Repeat the records exactly. Every line must match.
◇ ◇ ◇
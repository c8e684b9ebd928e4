//! Changed-file sets driving incremental recompilation.

use std::collections::BTreeSet;
use std::path::{Path, PathBuf};

use serde::{Deserialize, Serialize};

/// The modified and deleted source files known for an incremental run.
///
/// Immutable once constructed. An empty set is a legal "no known changes"
/// signal; "changes unknown" is expressed by passing `Option::None` where a
/// change set is accepted, which makes the incremental compiler fall back to
/// its own snapshot-based change detection.
#[derive(Debug, Clone, Default, PartialEq, Eq, Serialize, Deserialize)]
pub struct ChangeSet {
    modified: BTreeSet<PathBuf>,
    deleted: BTreeSet<PathBuf>,
}

impl ChangeSet {
    pub fn new(
        modified: impl IntoIterator<Item = PathBuf>,
        deleted: impl IntoIterator<Item = PathBuf>,
    ) -> Self {
        Self {
            modified: modified.into_iter().collect(),
            deleted: deleted.into_iter().collect(),
        }
    }

    /// The "no known changes" set.
    pub fn empty() -> Self {
        Self::default()
    }

    pub fn modified(&self) -> impl Iterator<Item = &Path> {
        self.modified.iter().map(PathBuf::as_path)
    }

    pub fn deleted(&self) -> impl Iterator<Item = &Path> {
        self.deleted.iter().map(PathBuf::as_path)
    }

    pub fn is_empty(&self) -> bool {
        self.modified.is_empty() && self.deleted.is_empty()
    }
}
◇ ◇ ◇
> [Answer to this exercise]
repository c8e684b9ebd928e4
//! Changed-file sets driving incremental recompilation.

use std::collections::BTreeSet;
use std::path::{Path, PathBuf};

use serde::{Deserialize, Serialize};

/// The modified and deleted source files known for an incremental run.
///
/// Immutable once constructed. An empty set is a legal "no known changes"
/// signal; "changes unknown" is expressed by passing `Option::None` where a
/// change set is accepted, which makes the incremental compiler fall back to
/// its own snapshot-based change detection.
#[derive(Debug, Clone, Default, PartialEq, Eq, Serialize, Deserialize)]
pub struct ChangeSet {
    modified: BTreeSet<PathBuf>,
    deleted: BTreeSet<PathBuf>,
}

impl ChangeSet {
    pub fn new(
        modified: impl IntoIterator<Item = PathBuf>,
        deleted: impl IntoIterator<Item = PathBuf>,
    ) -> Self {
        Self {
            modified: modified.into_iter().collect(),
            deleted: deleted.into_iter().collect(),
        }
    }

    /// The "no known changes" set.
    pub fn empty() -> Self {
        Self::default()
    }

    pub fn modified(&self) -> impl Iterator<Item = &Path> {
        self.modified.iter().map(PathBuf::as_path)
    }

    pub fn deleted(&self) -> impl Iterator<Item = &Path> {
        self.deleted.iter().map(PathBuf::as_path)
    }

    pub fn is_empty(&self) -> bool {
        self.modified.is_empty() && self.deleted.is_empty()
    }
}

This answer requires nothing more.